The data and analytics company’s report offers projections for diagnosed incident and prevalent cases of UC in the United States, United Kingdom, Germany, Spain, Japan, Italy, France, and Canada.
In 2031, the United States will have the highest number of diagnosed prevalent cases of UC, with 655,317 cases, whereas Canada will have the fewest, with 91,186 cases, the company projects.
“UC can occur at any age, although most people are diagnosed in their mid-thirties. Men and women are equally likely to be affected, but older men are more likely to be diagnosed than older women,” Bharti Prabhakar, MPH, associate project manager at GlobalData, said in a statement.
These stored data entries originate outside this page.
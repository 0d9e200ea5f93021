use std::fs::OpenOptions;
use std::io::Write;
use std::path::Path;

use anyhow::{Context, Result};
use fs2::FileExt;
use tracing::{debug, info, instrument};

use avafleet_core::cluster::{ClusterConfig, ClustersConfig};
use avafleet_core::config::{CommandOptions, FleetPaths};
use avafleet_core::error::FleetError;
use avafleet_core::node::{CloudService, Host, NodeConfig, inventory_id};

use crate::inventory;
use crate::secrets::NodeSecrets;

const LOCK_FILE: &str = ".lock";

/// Persisted cluster and node state under the fleet state root.
///
/// Read-modify-write without optimistic concurrency: callers must finish all
/// per-node concurrent work before touching the cluster registry.
#[derive(Debug, Clone)]
pub struct Registry {
    paths: FleetPaths,
}

impl Registry {
    pub fn new(paths: FleetPaths) -> Self {
        Self { paths }
    }

    pub fn paths(&self) -> &FleetPaths {
        &self.paths
    }

    // -----------------------------------------------------------------------
    // Clusters
    // -----------------------------------------------------------------------

    /// Load clusters.json. A missing file is an empty registry.
    pub fn load(&self) -> Result<ClustersConfig> {
        let path = self.paths.clusters_file();
        if !path.exists() {
            return Ok(ClustersConfig::default());
        }
        let content = std::fs::read_to_string(&path)
            .with_context(|| format!("Failed to read {}", path.display()))?;
        serde_json::from_str(&content).with_context(|| format!("Failed to parse {}", path.display()))
    }

    /// Atomically replace clusters.json.
    pub fn save(&self, config: &ClustersConfig) -> Result<()> {
        let _lock = self.lock()?;
        self.write_clusters(config)
    }

    /// Load, mutate, save under the registry lock.
    pub fn update<F>(&self, f: F) -> Result<()>
    where
        F: FnOnce(&mut ClustersConfig) -> Result<()>,
    {
        let _lock = self.lock()?;
        let mut config = self.load()?;
        f(&mut config)?;
        self.write_clusters(&config)
    }

    pub fn exists(&self, name: &str) -> Result<bool> {
        Ok(self.load()?.exists(name))
    }

    pub fn cluster(&self, name: &str) -> Result<ClusterConfig> {
        Ok(self.load()?.get(name)?.clone())
    }

    /// Member node IDs; fails with NotFound when the cluster or its node list is missing.
    pub fn get_nodes(&self, name: &str) -> Result<Vec<String>> {
        self.load()?.get_nodes(name)
    }

    /// Remove a cluster entry and its inventory.
    #[instrument(skip(self))]
    pub fn remove_cluster(&self, name: &str) -> Result<()> {
        self.update(|config| {
            config.remove(name);
            Ok(())
        })?;
        let dir = self.paths.inventory_dir(name);
        if dir.exists() {
            std::fs::remove_dir_all(&dir)
                .with_context(|| format!("Failed to remove {}", dir.display()))?;
        }
        info!(cluster = name, "Removed cluster from registry");
        Ok(())
    }

    fn write_clusters(&self, config: &ClustersConfig) -> Result<()> {
        let root = self.paths.root();
        std::fs::create_dir_all(root)
            .with_context(|| format!("Failed to create {}", root.display()))?;
        let json = serde_json::to_string_pretty(config)?;
        let mut tmp = tempfile::NamedTempFile::new_in(root)
            .with_context(|| format!("Failed to create temp file in {}", root.display()))?;
        tmp.write_all(json.as_bytes())?;
        tmp.persist(self.paths.clusters_file())
            .with_context(|| "Failed to replace clusters.json")?;
        debug!(clusters = config.clusters.len(), "Saved cluster registry");
        Ok(())
    }

    fn lock(&self) -> Result<std::fs::File> {
        std::fs::create_dir_all(self.paths.root())?;
        let file = OpenOptions::new()
            .create(true)
            .truncate(false)
            .write(true)
            .open(self.paths.root().join(LOCK_FILE))
            .with_context(|| "Failed to open registry lock file")?;
        file.lock_exclusive()
            .with_context(|| "Failed to lock cluster registry")?;
        Ok(file)
    }

    // -----------------------------------------------------------------------
    // Nodes
    // -----------------------------------------------------------------------

    pub fn node_exists(&self, node_id: &str) -> bool {
        self.paths.node_config_file(node_id).exists()
    }

    pub fn node_dir_exists(&self, node_id: &str) -> bool {
        self.paths.node_dir(node_id).exists()
    }

    pub fn load_node(&self, node_id: &str) -> Result<NodeConfig> {
        let path = self.paths.node_config_file(node_id);
        if !path.exists() {
            return Err(FleetError::NodeNotFound(node_id.to_string()).into());
        }
        read_node_config(&path)
    }

    pub fn save_node(&self, node: &NodeConfig) -> Result<()> {
        write_node_config(&self.paths.node_dir(&node.node_id), node)
    }

    pub fn load_secrets(&self, node_id: &str) -> Result<NodeSecrets> {
        NodeSecrets::read_from(&self.paths.node_dir(node_id))
    }

    /// Delete a node's config and secret directory.
    pub fn remove_node_dir(&self, node_id: &str) -> Result<()> {
        let dir = self.paths.node_dir(node_id);
        if dir.exists() {
            std::fs::remove_dir_all(&dir)
                .with_context(|| format!("Failed to remove node dir {}", dir.display()))?;
        }
        Ok(())
    }

    // -----------------------------------------------------------------------
    // Hosts
    // -----------------------------------------------------------------------

    /// Reachable hosts for the given node IDs of a cluster.
    ///
    /// Uses the cluster inventory when present so imported clusters keep the
    /// connection settings they were exported with.
    pub fn hosts(&self, cluster: &str, node_ids: &[String], opts: &CommandOptions) -> Result<Vec<Host>> {
        let inventory_path = self.paths.inventory_file(cluster);
        let from_inventory = if inventory_path.exists() {
            inventory::read(&inventory_path)?
        } else {
            Vec::new()
        };

        node_ids
            .iter()
            .map(|id| {
                let node = self.load_node(id)?;
                let inv_id = inventory_id(node.cloud_service, &node.instance_id);
                match from_inventory.iter().find(|h| h.node_id == inv_id) {
                    Some(host) => Ok(host.clone()),
                    None => host_for(&node, opts),
                }
            })
            .collect()
    }

    /// Regenerate the inventory file from the cluster's node records.
    pub fn write_inventory(&self, cluster: &str, opts: &CommandOptions) -> Result<()> {
        let config = self.cluster(cluster)?;
        let hosts = config
            .all_node_ids()
            .iter()
            .map(|id| self.load_node(id).and_then(|n| host_for(&n, opts)))
            .collect::<Result<Vec<_>>>()?;
        inventory::write(&self.paths.inventory_file(cluster), &hosts)
    }
}

/// Build a gateway host from a node record.
pub fn host_for(node: &NodeConfig, opts: &CommandOptions) -> Result<Host> {
    let ip = match (node.cloud_service, node.public_ip()) {
        (_, Some(ip)) => ip.to_string(),
        (CloudService::None, None) => "127.0.0.1".to_string(),
        (_, None) => anyhow::bail!("Node {} has no public IP", node.node_id),
    };
    let key = if node.cert_path.is_empty() {
        opts.ssh_private_key.clone().unwrap_or_default()
    } else {
        node.cert_path.clone()
    };
    Ok(Host {
        node_id: inventory_id(node.cloud_service, &node.instance_id),
        ip,
        ssh_user: opts.ssh_user.clone(),
        ssh_private_key_path: key,
        ssh_common_args: String::new(),
        api_port: node.http_port.unwrap_or(avafleet_core::node::DEFAULT_API_PORT),
    })
}

pub fn read_node_config(path: &Path) -> Result<NodeConfig> {
    let content = std::fs::read_to_string(path)
        .with_context(|| format!("Failed to read node config {}", path.display()))?;
    serde_json::from_str(&content)
        .with_context(|| format!("Failed to parse node config {}", path.display()))
}

/// Write node_cloud_config.json into `dir`.
pub fn write_node_config(dir: &Path, node: &NodeConfig) -> Result<()> {
    std::fs::create_dir_all(dir)
        .with_context(|| format!("Failed to create node dir {}", dir.display()))?;
    let json = serde_json::to_string_pretty(node)?;
    std::fs::write(dir.join(avafleet_core::config::NODE_CONFIG_FILE), json)
        .with_context(|| format!("Failed to write node config for {}", node.node_id))
}

#[cfg(test)]
mod tests {
    use super::*;
    use avafleet_core::cluster::ClusterKind;
    use avafleet_core::network::NetworkIdentity;
    use avafleet_core::node::NodeRole;

    fn registry() -> (tempfile::TempDir, Registry) {
        let dir = tempfile::tempdir().unwrap();
        let reg = Registry::new(FleetPaths::new(dir.path()));
        (dir, reg)
    }

    fn node(id: &str, ip: &str) -> NodeConfig {
        NodeConfig {
            node_id: id.to_string(),
            cloud_service: CloudService::Aws,
            region: "us-east-1".to_string(),
            instance_id: id.to_string(),
            elastic_ip: Some(ip.to_string()),
            security_group: "sg".to_string(),
            role: NodeRole::Validator,
            key_pair: String::new(),
            cert_path: String::new(),
            use_static_ip: false,
            http_port: None,
        }
    }

    #[test]
    fn test_load_missing_is_empty() {
        let (_dir, reg) = registry();
        let cfg = reg.load().unwrap();
        assert!(cfg.clusters.is_empty());
        assert!(!reg.exists("c1").unwrap());
    }

    #[test]
    fn test_save_load_roundtrip() {
        let (_dir, reg) = registry();
        let mut cfg = ClustersConfig::default();
        let mut c = ClusterConfig::new(NetworkIdentity::fuji().for_cluster("c1"), ClusterKind::Cloud);
        c.add_node("i-1");
        c.monitoring_instance = Some("i-m".to_string());
        cfg.insert("c1", c);
        reg.save(&cfg).unwrap();
        assert_eq!(reg.load().unwrap(), cfg);
        assert_eq!(reg.get_nodes("c1").unwrap(), vec!["i-1"]);
    }

    #[test]
    fn test_get_nodes_not_found() {
        let (_dir, reg) = registry();
        let err = reg.get_nodes("ghost").unwrap_err();
        assert!(matches!(
            FleetError::of(&err),
            Some(FleetError::ClusterNotFound(_))
        ));
    }

    #[test]
    fn test_update_and_remove_cluster() {
        let (_dir, reg) = registry();
        reg.update(|cfg| {
            cfg.insert(
                "c1",
                ClusterConfig::new(NetworkIdentity::fuji(), ClusterKind::Cloud),
            );
            Ok(())
        })
        .unwrap();
        std::fs::create_dir_all(reg.paths().inventory_dir("c1")).unwrap();
        reg.remove_cluster("c1").unwrap();
        assert!(!reg.exists("c1").unwrap());
        assert!(!reg.paths().inventory_dir("c1").exists());
    }

    #[test]
    fn test_failed_update_does_not_write() {
        let (_dir, reg) = registry();
        let result = reg.update(|cfg| {
            cfg.insert(
                "c1",
                ClusterConfig::new(NetworkIdentity::fuji(), ClusterKind::Cloud),
            );
            anyhow::bail!("abort")
        });
        assert!(result.is_err());
        assert!(!reg.exists("c1").unwrap());
    }

    #[test]
    fn test_node_save_load_remove() {
        let (_dir, reg) = registry();
        let n = node("i-1", "1.1.1.1");
        reg.save_node(&n).unwrap();
        assert!(reg.node_exists("i-1"));
        assert_eq!(reg.load_node("i-1").unwrap(), n);
        reg.remove_node_dir("i-1").unwrap();
        let err = reg.load_node("i-1").unwrap_err();
        assert_eq!(
            FleetError::of(&err),
            Some(&FleetError::NodeNotFound("i-1".to_string()))
        );
    }

    #[test]
    fn test_hosts_prefer_inventory() {
        let (_dir, reg) = registry();
        reg.save_node(&node("i-1", "1.1.1.1")).unwrap();
        reg.save_node(&node("i-2", "2.2.2.2")).unwrap();
        let mut imported = host_for(&node("i-2", "2.2.2.2"), &CommandOptions::default()).unwrap();
        imported.ssh_user = "admin".to_string();
        inventory::write(&reg.paths().inventory_file("c1"), &[imported]).unwrap();

        let ids = vec!["i-1".to_string(), "i-2".to_string()];
        let hosts = reg.hosts("c1", &ids, &CommandOptions::default()).unwrap();
        assert_eq!(hosts[0].ssh_user, "ubuntu");
        assert_eq!(hosts[0].node_id, "aws_node_i-1");
        assert_eq!(hosts[1].ssh_user, "admin");
    }

    #[test]
    fn test_host_for_local_and_missing_ip() {
        let mut local = node("n1", "");
        local.cloud_service = CloudService::None;
        local.elastic_ip = None;
        local.http_port = Some(9652);
        let h = host_for(&local, &CommandOptions::default()).unwrap();
        assert_eq!(h.ip, "127.0.0.1");
        assert_eq!(h.api_port, 9652);
        assert!(h.is_local());

        let mut cloud = node("i-1", "");
        cloud.elastic_ip = None;
        assert!(host_for(&cloud, &CommandOptions::default()).is_err());
    }
}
In all eight countries, adults aged 30-69 years accounted for more than 65% of the diagnosed prevalent cases of UC, whereas those younger than 20 years made up less than 3% of the cases, GlobalData noted.
Incidence also rising
Diagnosed incident cases of UC in the eight countries are expected to increase from 160,122 cases in 2021 to 168,467 cases in 2031, at an annual growth rate of 0.52%, the company said.
In 2031, the United States will have the highest number of diagnosed incident cases of UC, with 104,795 cases, and France will have the fewest, with 2972 cases, the company predicted.
GlobalData epidemiologists attribute the predicted increases in UC prevalence and incidence to changes in population dynamics in each country.
The forecast is supported by historical data obtained from peer-reviewed articles and population-based studies, the firm noted.
The methodology was kept consistent across the eight countries to allow for a meaningful comparison of the forecast incident and prevalent cases of UC across these markets, GlobalData added.
“UC can affect people of any racial or ethnic group,” Ms. Prabhakar stated. “Genes, abnormal immune reactions, the microbiome, diet, stress, and the environment have all been suggested as triggers, but there is no definite evidence that any one of these factors is the cause of UC.”
Western countries have reported high incidence and prevalence of UC, Ms. Prabhaker noted. “Therefore, environmental factors may either suppress or reinforce inherent predispositions for UC and might also be crucial in triggering disease onset.”